Thu. Jun 13th, 2024

Key Takeaways

  • Cable TV is only available in 720p and 1080i quality, though some cable plans allow you to stream 4K content.
  • A 4K TV may provide no immediate benefit to dedicated cable customers, though it can be a good long-term investment.
  • The choice between 1080p an 4K may have already been made for you, as most TVs of a certain size and price are 4K.

It’s time to buy a new TV, but you only watch cable. A fancy 4K TV may not provide an immediate boost in quality, but it could still be a smart investment as 4K content slowly finds its way into cable packages.
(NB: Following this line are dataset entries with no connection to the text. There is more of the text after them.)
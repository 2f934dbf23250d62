//! Verdicts for the per-GPU health checks.

use nodehealth_types::{
    BandwidthRecord, BurnRecord, EccCounters, GpuCheckKind, GpuIssue, MISSING_F64, RemapCounts,
    Severity, Status, ThrottleSample, XidEvent, XidSeverity,
};
use serde::{Deserialize, Serialize};
use tracing::debug;

/// Clock event bits that do not indicate a slowdown.
pub const BENIGN_CLOCK_EVENTS: u64 = 0x1 | 0x4;

#[derive(Debug, Clone, PartialEq, Serialize, Deserialize)]
#[serde(default)]
pub struct GpuThresholds {
    pub remap_uncorrectable_limit: u64,
    /// Minimum mean host-to-device bandwidth, GB/s.
    pub htod_min_gbps: f64,
    /// Minimum mean device-to-host bandwidth, GB/s.
    pub dtoh_min_gbps: f64,
    /// Minimum peak gpu_burn throughput, Gflop/s.
    pub burn_min_gflops: f64,
    /// Maximum gpu_burn temperature, Celsius.
    pub burn_max_temp_c: i64,
}

impl Default for GpuThresholds {
    fn default() -> Self {
        Self {
            remap_uncorrectable_limit: 512,
            htod_min_gbps: 52.0,
            dtoh_min_gbps: 52.0,
            burn_min_gflops: 40000.0,
            burn_max_temp_c: 80,
        }
    }
}

fn issue(
    check: GpuCheckKind,
    device: impl Into<String>,
    message: String,
    severity: Severity,
) -> GpuIssue {
    GpuIssue {
        check,
        device: device.into(),
        message,
        severity,
    }
}

/// Volatile counters fail the GPU; aggregate-only counts warn.
pub fn ecc_issues(counters: &[EccCounters]) -> Vec<GpuIssue> {
    let mut issues = Vec::new();
    for gpu in counters {
        let checks = [
            ("Volatile SRAM Uncorrectable", gpu.volatile_sram, Severity::Failed),
            ("Volatile DRAM Uncorrectable", gpu.volatile_dram, Severity::Failed),
            ("Aggregate SRAM Uncorrectable", gpu.aggregate_sram, Severity::Warning),
            ("Aggregate DRAM Uncorrectable", gpu.aggregate_dram, Severity::Warning),
        ];
        for (label, count, severity) in checks {
            if count > 0 {
                issues.push(issue(
                    GpuCheckKind::Ecc,
                    &gpu.gpu,
                    format!("{}: {}", label, count),
                    severity,
                ));
            }
        }
    }
    issues
}

pub fn remap_issues(rows: &[RemapCounts], thresholds: &GpuThresholds) -> Vec<GpuIssue> {
    let limit = thresholds.remap_uncorrectable_limit;
    let mut issues = Vec::new();
    for row in rows {
        let device = format!("GPU {}", row.gpu);
        if row.pending > 0 {
            issues.push(issue(
                GpuCheckKind::RowRemap,
                &device,
                format!("Row Remap Pending: {}", row.pending),
                Severity::Failed,
            ));
        }
        if row.failure > 0 {
            // informational only; nvidia-smi reports it alongside pending
            debug!(gpu = row.gpu, failure = row.failure, "row remap failure count");
        }
        if row.uncorrectable > limit {
            issues.push(issue(
                GpuCheckKind::RowRemap,
                &device,
                format!("Row Remap Uncorrectable >{}: {}", limit, row.uncorrectable),
                Severity::Failed,
            ));
        } else if row.uncorrectable > 0 {
            issues.push(issue(
                GpuCheckKind::RowRemap,
                &device,
                format!("Row Remap Uncorrectable <{}: {}", limit, row.uncorrectable),
                Severity::Warning,
            ));
        }
    }
    issues
}

pub fn xid_issues(events: &[XidEvent]) -> Vec<GpuIssue> {
    events
        .iter()
        .map(|event| {
            let severity = match event.severity {
                XidSeverity::Critical => Severity::Failed,
                XidSeverity::Warn => Severity::Warning,
            };
            issue(
                GpuCheckKind::Xid,
                &event.pci,
                format!("Xid {} x{}: {}", event.code, event.count, event.description),
                severity,
            )
        })
        .collect()
}

pub fn throttle_issues(samples: &[ThrottleSample]) -> Vec<GpuIssue> {
    samples
        .iter()
        .filter(|s| s.mask & !BENIGN_CLOCK_EVENTS != 0)
        .map(|s| {
            let active: Vec<&str> = s
                .reasons
                .iter()
                .map(String::as_str)
                .filter(|r| *r != "GPU_IDLE" && *r != "SW_POWER_CAP")
                .collect();
            let detail = if active.is_empty() {
                format!("{:#x}", s.mask)
            } else {
                active.join(", ")
            };
            issue(
                GpuCheckKind::Throttle,
                format!("GPU {}", s.gpu),
                format!("Clock event reasons: {}", detail),
                Severity::Warning,
            )
        })
        .collect()
}

/// Sets each record's status and returns the failures.
pub fn bandwidth_issues(
    records: &mut [BandwidthRecord],
    thresholds: &GpuThresholds,
) -> Vec<GpuIssue> {
    let mut issues = Vec::new();
    for record in records.iter_mut() {
        let device = format!("GPU {}", record.gpu);
        let directions = [
            ("Host to Device", record.htod_mean(), thresholds.htod_min_gbps),
            ("Device to Host", record.dtoh_mean(), thresholds.dtoh_min_gbps),
        ];
        let mut status = Status::Passed;
        for (label, mean, min) in directions {
            let message = if mean == MISSING_F64 {
                format!("{} bandwidth test produced no samples", label)
            } else if mean < min {
                format!("{} bandwidth {:.1} GB/s < {}", label, mean, min)
            } else {
                continue;
            };
            status = Status::failed(message.clone());
            issues.push(issue(GpuCheckKind::Bandwidth, &device, message, Severity::Failed));
        }
        record.status = status;
    }
    issues
}

/// Sets each record's status and returns the failures. Every breached
/// limit is reported; the record keeps the last one.
pub fn burn_issues(records: &mut [BurnRecord], thresholds: &GpuThresholds) -> Vec<GpuIssue> {
    let mut issues = Vec::new();
    for record in records.iter_mut() {
        let mut messages = Vec::new();
        if !record.has_samples() {
            messages.push("gpu_burn produced no progress samples".to_string());
        } else if record.max_gflops < thresholds.burn_min_gflops {
            messages.push(format!(
                "GFlops {:.0} < {}",
                record.max_gflops, thresholds.burn_min_gflops
            ));
        }
        if record.max_temp_c > thresholds.burn_max_temp_c {
            messages.push(format!("Temp {} C > {}", record.max_temp_c, thresholds.burn_max_temp_c));
        }
        if record.faulty || record.errors > 0 {
            messages.push(format!("gpu_burn reported FAULTY ({} errors)", record.errors.max(0)));
        }

        record.status = match messages.last() {
            Some(message) => Status::failed(message.clone()),
            None => Status::Passed,
        };
        let device = format!("GPU {}", record.gpu);
        issues.extend(
            messages
                .into_iter()
                .map(|message| issue(GpuCheckKind::Burn, &device, message, Severity::Failed)),
        );
    }
    issues
}

/// Issue raised when a stress test is skipped because GPUs are in use.
pub fn busy_issue(check: GpuCheckKind) -> GpuIssue {
    issue(
        check,
        "all",
        format!("{} test did not run: GPUs have running processes", check),
        Severity::Failed,
    )
}

/// Host verdict from its issues: most severe issue decides.
pub fn overall_status(issues: &[GpuIssue]) -> Status {
    let failed = issues.iter().filter(|i| i.severity == Severity::Failed).count();
    let warnings = issues.iter().filter(|i| i.severity == Severity::Warning).count();
    if failed > 0 {
        Status::failed(format!("{} GPU issue(s)", failed))
    } else if warnings > 0 {
        Status::warning(format!("{} GPU warning(s)", warnings))
    } else {
        Status::Passed
    }
}
use crate::context::ExecutionContext;
use anyhow::Result;
use nodehealth_core::host::collect_identity;
use nodehealth_runtime::snapshot::{capture, write_snapshot};
use serde_json::json;

pub fn handle(ctx: &ExecutionContext) -> Result<()> {
    let config = &ctx.config.link;
    let snapshot = ctx.block_on(async {
        let identity = collect_identity(&ctx.runner).await;
        capture(&ctx.runner, config, &identity, ctx.now()).await
    })?;
    let path = write_snapshot(ctx.output_dir(), &snapshot)?;

    match ctx.format {
        crate::types::OutputFormat::Json => println!(
            "{}",
            serde_json::to_string_pretty(&json!({
                "snapshot": path,
                "interfaces": snapshot.mlxlink.len(),
            }))?
        ),
        _ => println!(
            "Captured {} interface(s) from {}: {}",
            snapshot.mlxlink.len(),
            snapshot.hostname,
            path.display()
        ),
    }
    Ok(())
}
use super::Table;
use nodehealth_types::{FleetStepResult, Severity, StepStatus};

pub fn fleet_table(steps: &[FleetStepResult], color: bool) -> Table {
    let mut table = Table::new(&["host", "step", "command", "status"], color);
    for step in steps {
        let (severity, verdict) = match step.status {
            StepStatus::Pass => (Severity::Passed, "Passed".to_string()),
            StepStatus::Fail => (Severity::Failed, format!("Failed - {}", step.output)),
        };
        table.row(
            vec![step.host.clone(), step.step.to_string(), step.command.clone()],
            severity,
            verdict,
        );
    }
    table
}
I should take this opportunity to point out that new 4K TVs are relatively inexpensive. A 55-inch Hisense U6 only costs about $550, and there are plenty of cheaper options if you’re on a tight budget. Also, importantly, most TVs that are larger than 43 inches have a 4K resolution—if you want a big TV, you may find that 4K is your only option.

Traditional Cable TV Channels Are 720p or 1080i

Hand holding an universal TV remote control in a living room.
Lucas Gouveia / How-to Geek | Bohbeh/Shutterstock

Cable television channels rarely deviate from a 720p or 1080i resolution. This is primarily due to bandwidth constraints. Cable infrastructure can only carry a certain amount of data, and cable providers are already using the full data allotment.

From a technical standpoint, existing cable infrastructure can deliver 4K video. But upgrading a channel to 4K resolution would substantially increase its bandwidth, meaning that other channels would need to be removed from service. While this may sound like a great idea to some viewers, broadcasters don’t believe that a huge boost in resolution would justify a smaller selection of channels.

There are also financial hurdles that make 4K broadcasting difficult. Some networks are unwilling to take on the financial load of 4K video, as the upgraded resolution may require new cameras, new video editing workstations, and a comical increase in data storage costs (a 4K file is at least four times larger than its 1080p equivalent). Sports leagues like the NFL are flush with cash, but live sports broadcasting requires a ton of specialized equipment that would cost a fortune to replace.

On occasion, cable television will broadcast at 1080p. But this is usually reserved for special events or pay-per-view programs. Your cable box may also be able to stream 1080p or 4K video from the internet, depending on your cable plan.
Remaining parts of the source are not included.